Kepala Satpol PP Kabupaten Barito Utara, Suparmi A. Aspiani, Saat Pimpin Upacara Satuan Polisi Pamong Praja. Foto : Jby
KALIMANTAN TENGAH, BARITO UTARA, MUARA TEWEH - Satuan Polisi Pamong Praja (Satpol PP) Kabupaten Barito Utara kembali melakukan sosialisasi kepada masyarakat yang mengelar dagangannya di depan maupun di atas trotoar. Kali ini lokasi kegiatan dilaksanakan di Pertigaan Lampu Merah Jalan Jendral Sudirman dan Jalan A.Yani, Muara Teweh, Selasa (9/6/2026).
Kegiatan itu dalam rangka mendukung penegakan Peraturan Daerah Kabupaten Barito Utara Nomor 6 Tahun 2017 tentang Pengelolaan Pasar Rakyat, Pasar Modern dan Penataan Pedagang Kaki Lima dan Peraturan Daerah Kabupaten Barito Utara Nomor 2 Tahun 2024 tentang Penyelenggaraan Ketertiban Umum dan Ketentraman Masyarakat serta Perlindungan Masyarakat.
Kepala Satpol PP Kabupaten Barito Utara, Suparmi A. Aspiani, yang diketahui baru menjabat lebih kurang 35 hari sejak dilantik mengatakan, sosialisasi adalah langkah awal yang dilakukan dalam rangka menginformasikan dan mengingatkan kembali kepada warga bahwa dalam melakukan aktivitas penataan usaha dagang atau perekonomian di lingkungan masyarakat sudah ada pengaturan yang telah disahkan oleh Pemerintah Kabupaten Barito Utara bersama-sama DPRD Kabupaten Barito Utara demi keteraturan dan ketertiban umum.
Lebih lanjut Suparmi A. Aspiani menambahkan bahwa dalam mendukung tugas, fungsi dan kewenangannya dalam ketentraman dan ketertiban umum serta perlindungan masyarakat, Satpol PP Kabupaten Barito Utara juga menggelar patroli di Kawasan Perkotaan Muara Teweh dan sudah memberikan edukasi kepada warga yang terjaring Operasi Tangkap Tangan (OTT).
"Sedangkan untuk penanganan ODGJ perlu dibentuk Satgas Lintas Sektor agar bersinergi dan saling mendukung satu sama lain.

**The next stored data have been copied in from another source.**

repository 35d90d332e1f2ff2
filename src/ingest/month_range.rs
use chrono::{Months, NaiveDate};

/// An inclusive range of calendar months, iterated in increasing
/// chronological order during ingestion.
#[derive(Debug, Clone, Copy, PartialEq, Eq)]
pub struct MonthRange {
    start: NaiveDate,
    end: NaiveDate,
}

impl MonthRange {
    /// Builds a range from `(start_year, start_month)` through
    /// `(end_year, end_month)` inclusive. Returns `None` for invalid months
    /// or an end before the start.
    pub fn new(
        start_year: i32,
        start_month: u32,
        end_year: i32,
        end_month: u32,
    ) -> Option<Self> {
        let start = NaiveDate::from_ymd_opt(start_year, start_month, 1)?;
        let end = NaiveDate::from_ymd_opt(end_year, end_month, 1)?;
        if end < start {
            return None;
        }
        Some(Self { start, end })
    }

    /// The full historical range the remote source publishes:
    /// September 2005 through June 2025.
    pub fn default_historical() -> Self {
        Self::new(2005, 9, 2025, 6).expect("static range is valid")
    }

    /// Iterates `(year, month)` pairs in chronological order.
    pub fn months(&self) -> impl Iterator<Item = (i32, u32)> + '_ {
        let end = self.end;
        std::iter::successors(Some(self.start), move |date| {
            date.checked_add_months(Months::new(1)).filter(|next| *next <= end)
        })
        .map(|date| {
            use chrono::Datelike;
            (date.year(), date.month())
        })
    }
}
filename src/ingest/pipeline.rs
use crate::archive::obfuscator;
use crate::archive::observation::Observation;
use crate::archive::store::ArchiveStore;
use crate::ingest::anomaly;
use crate::ingest::error::IngestError;
use crate::ingest::fetcher::ReportFetcher;
use crate::ingest::month_range::MonthRange;
use crate::ingest::parser;
use log::{info, warn};
use std::time::Duration;

/// Pause between month downloads so the batch never hammers the source.
const FETCH_DELAY: Duration = Duration::from_millis(100);

/// Outcome of one ingestion batch.
#[derive(Debug, Clone, Copy, PartialEq, Eq)]
pub struct IngestSummary {
    pub months_fetched: usize,
    pub months_failed: usize,
    pub records_archived: usize,
    pub records_flagged: usize,
}

/// Drives the full fetch, parse, anomaly-annotate, scramble and archive
/// sequence for a range of months.
pub struct Ingestor {
    fetcher: ReportFetcher,
    store: ArchiveStore,
}

impl Ingestor {
    pub fn new(fetcher: ReportFetcher, store: ArchiveStore) -> Self {
        Self { fetcher, store }
    }

    /// Downloads every month in `range` and archives the combined batch.
    ///
    /// A failed month is logged and dropped; the batch carries on with the
    /// months that did arrive. Only an archive write failure aborts the run.
    pub async fn run(&self, range: MonthRange) -> Result<IngestSummary, IngestError> {
        let mut reports = Vec::new();
        let mut first = true;
        for (year, month) in range.months() {
            if !first {
                tokio::time::sleep(FETCH_DELAY).await;
            }
            first = false;
            let fetched = self.fetcher.fetch_month(year, month).await;
            reports.push((year, month, fetched));
        }
        self.ingest_reports(reports).await
    }

    /// Parses and archives a batch of already-fetched month reports.
    ///
    /// The archive is replaced wholesale: scrambled ordering and sequence ids
    /// are only stable within a single batch, so partial appends would leak
    /// the insertion order.
    pub async fn ingest_reports(
        &self,
        reports: Vec<(i32, u32, Result<String, IngestError>)>,
    ) -> Result<IngestSummary, IngestError> {
        let mut months_fetched = 0;
        let mut months_failed = 0;
        let mut observations: Vec<Observation> = Vec::new();

        for (year, month, fetched) in reports {
            match fetched {
                Ok(text) => {
                    let parsed = parser::parse_month(&text, year, month);
                    info!("Parsed {} observations for {}_{:02}", parsed.len(), year, month);
                    observations.extend(parsed);
                    months_fetched += 1;
                }
                Err(e) => {
                    warn!("Dropping month {}_{:02}: {}", year, month, e);
                    months_failed += 1;
                }
            }
        }

        anomaly::annotate_all(&mut observations);
        let records_flagged = observations.iter().filter(|o| o.is_flagged()).count();
        let records_archived = observations.len();

        let mut rng = obfuscator::scramble_rng();
        let records = obfuscator::scramble(observations, &mut rng);
        self.store.replace(records).await?;

        info!(
            "Ingestion complete: {} months fetched, {} failed, {} records archived ({} flagged)",
            months_fetched, months_failed, records_archived, records_flagged
        );
        Ok(IngestSummary {
            months_fetched,
            months_failed,
            records_archived,
            records_flagged,
        })
    }
}
pub mod anomaly;
pub mod error;
pub mod fetcher;
pub mod month_range;
pub mod parser;
pub mod pipeline;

Kami selalu siap sedia untuk rutin melaksanakan patroli termasuk mengamankan ODGJ yang berkeliaran dalam rangka trantibumlinmas dan menindaklanjuti laporan masyarakat, terlebih lagi atas perintah pimpinan sebagaimana yang sudah kami lakukan selama menjabat," kata Suparmi.
Akan tetapi Suparmi juga berharap adanya sinergi dan kolaborasi perangkat daerah terkait, khususnya yang mengampu standar pelayanan minimal terkait dengan ODGJ untuk penanganan lebih lanjut.

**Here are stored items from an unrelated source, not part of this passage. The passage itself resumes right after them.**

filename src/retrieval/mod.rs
pub mod error;
pub mod service;
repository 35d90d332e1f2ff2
use serde::{Deserialize, Serialize};

/// One weather station reading for a single calendar day.
///
/// Every payload field is kept as text, exactly as it appeared in the source
/// report. The upstream reports are inconsistently formatted and frequently
/// contain placeholders (`"---"`, `"N/A"`) or unit-contaminated values
/// (`"2.3mm"`), so numeric typing happens lazily at the point of use with
/// tolerant coercion instead of at parse time.
///
/// Invariant: `flagged == "Y"` if and only if `anomaly_note` is non-empty.
/// The anomaly detector is the only code that writes these two fields.
#[derive(Debug, Clone, Default, PartialEq, Eq, Serialize, Deserialize)]
pub struct Observation {
    pub year: String,
    pub month: String,
    pub day: String,
    pub mean_temp: String,
    pub high_temp: String,
    pub high_time: String,
    pub low_temp: String,
    pub low_time: String,
    pub heat_deg_days: String,
    pub cool_deg_days: String,
    pub rain: String,
    pub wind_avg: String,
    pub wind_hi: String,
    pub wind_hi_time: String,
    pub dom_dir: String,
    pub mean_barom: String,
    pub mean_hum: String,
    /// `"Y"` when the anomaly detector fired at least one rule, `"F"` otherwise.
    pub flagged: String,
    /// `"; "`-joined reasons from the anomaly detector, empty when clean.
    pub anomaly_note: String,
}

impl Observation {
    /// Numeric day of month, falling back to 0 for unparsable day fields so
    /// that malformed records sort first rather than poisoning a sort.
    pub fn day_number(&self) -> u32 {
        self.day.trim().parse().unwrap_or(0)
    }

    /// Numeric year, when the year field parses.
    pub fn year_number(&self) -> Option<i32> {
        self.year.trim().parse().ok()
    }

    /// Numeric month (1-12), when the month field parses.
    pub fn month_number(&self) -> Option<u32> {
        self.month.trim().parse().ok()
    }

    pub fn is_flagged(&self) -> bool {
        self.flagged == "Y"
    }
}

/// An [`Observation`] as it lives in the archival store: shuffled into an
/// opaque position and carrying a sequence identifier derived from that
/// position. Created once per ingestion cycle; the store owns the full set.
#[derive(Debug, Clone, PartialEq, Eq, Serialize, Deserialize)]
pub struct ArchivedRecord {
    pub id: String,
    pub observation: Observation,
}

#[cfg(test)]
mod tests {
    use super::*;

    #[test]
    fn day_number_parses_plain_days() {
        let obs = Observation {
            day: "17".to_string(),
            ..Default::default()
        };
        assert_eq!(obs.day_number(), 17);
    }

    #[test]
    fn day_number_tolerates_garbage() {
        let obs = Observation {
            day: "--".to_string(),
            ..Default::default()
        };
        assert_eq!(obs.day_number(), 0);
    }

    #[test]
    fn month_number_trims_whitespace() {
        let obs = Observation {
            month: " 9 ".to_string(),
            ..Default::default()
        };
        assert_eq!(obs.month_number(), Some(9));
    }
}
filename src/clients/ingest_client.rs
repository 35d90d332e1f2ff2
//! Provides the `IngestClient` for downloading and archiving monthly reports.
//!
//! Obtained via [`Clime::ingest()`], this client drives the full pipeline:
//! fetch, parse, anomaly-annotate, scramble and archive.

use crate::clime::Clime;
use crate::error::ClimeError;
use crate::ingest::error::IngestError;
use crate::ingest::fetcher::ReportFetcher;
use crate::ingest::month_range::MonthRange;
use crate::ingest::pipeline::{IngestSummary, Ingestor};
use bon::bon;

/// A client for running ingestion batches.
///
/// Instances are created by calling [`Clime::ingest()`].
pub struct IngestClient<'a> {
    client: &'a Clime,
}

#[bon]
impl<'a> IngestClient<'a> {
    pub(crate) fn new(client: &'a Clime) -> Self {
        Self { client }
    }

    /// Downloads every month in the range and replaces the archive with the
    /// combined batch.
    ///
    /// This method uses a builder pattern.
    ///
    /// # Arguments
    ///
    /// * `.range(MonthRange)`: Optional. The months to fetch. Defaults to the
    ///   full published history, September 2005 through June 2025.
    ///
    /// # Errors
    ///
    /// Individual failed months are logged and dropped, never surfaced here;
    /// only a failure to write the archive aborts the run.
    ///
    /// # Example
    ///
    /// ```no_run
    /// # use clime::{Clime, ClimeError, MonthRange};
    /// # async fn run() -> Result<(), ClimeError> {
    /// let client = Clime::builder().secret("super_secret_123").build().await?;
    /// let summary = client
    ///     .ingest()
    ///     .run()
    ///     .range(MonthRange::new(2010, 1, 2010, 12).unwrap())
    ///     .call()
    ///     .await?;
    /// println!("archived {} records", summary.records_archived);
    /// # Ok(())
    /// # }
    /// ```
    #[builder]
    pub async fn run(&self, range: Option<MonthRange>) -> Result<IngestSummary, ClimeError> {
        let range = range.unwrap_or_else(MonthRange::default_historical);
        let summary = self.ingestor().run(range).await?;
        Ok(summary)
    }

    /// Archives a batch of already-fetched month reports, bypassing the
    /// network entirely. Useful when reports arrive through another channel.
    pub async fn ingest_reports(
        &self,
        reports: Vec<(i32, u32, Result<String, IngestError>)>,
    ) -> Result<IngestSummary, ClimeError> {
        let summary = self.ingestor().ingest_reports(reports).await?;
        Ok(summary)
    }

    fn ingestor(&self) -> Ingestor {
        Ingestor::new(
            ReportFetcher::new(self.client.base_url()),
            self.client.store().clone(),
        )
    }
}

Sementara itu, Mujiburrahman, Kepala Bidang Penegakan Perundang-Undangan Daerah pada saat memberikan sosialisasi dan edukasi kepada pedagang tetap (warung) ataupun pedagang kaki lima mengatakan, pada dasarnya masyarakat mendukung kegiatan dan mereka meminta adanya tenggang waktu untuk melakukan perbaikan atau pemindahan.
"Paman gorengan dan paman sayur yang tidak mau disebutkan namanya meminta Satpol PP bisa tegas menegakkan Perda/Perbub dan jangan pilah pilih dalam penertiban nantinya," kata Mujiburahman menyampaikan dukungan para pedagang kepada pihaknya dalam menegakan aturan.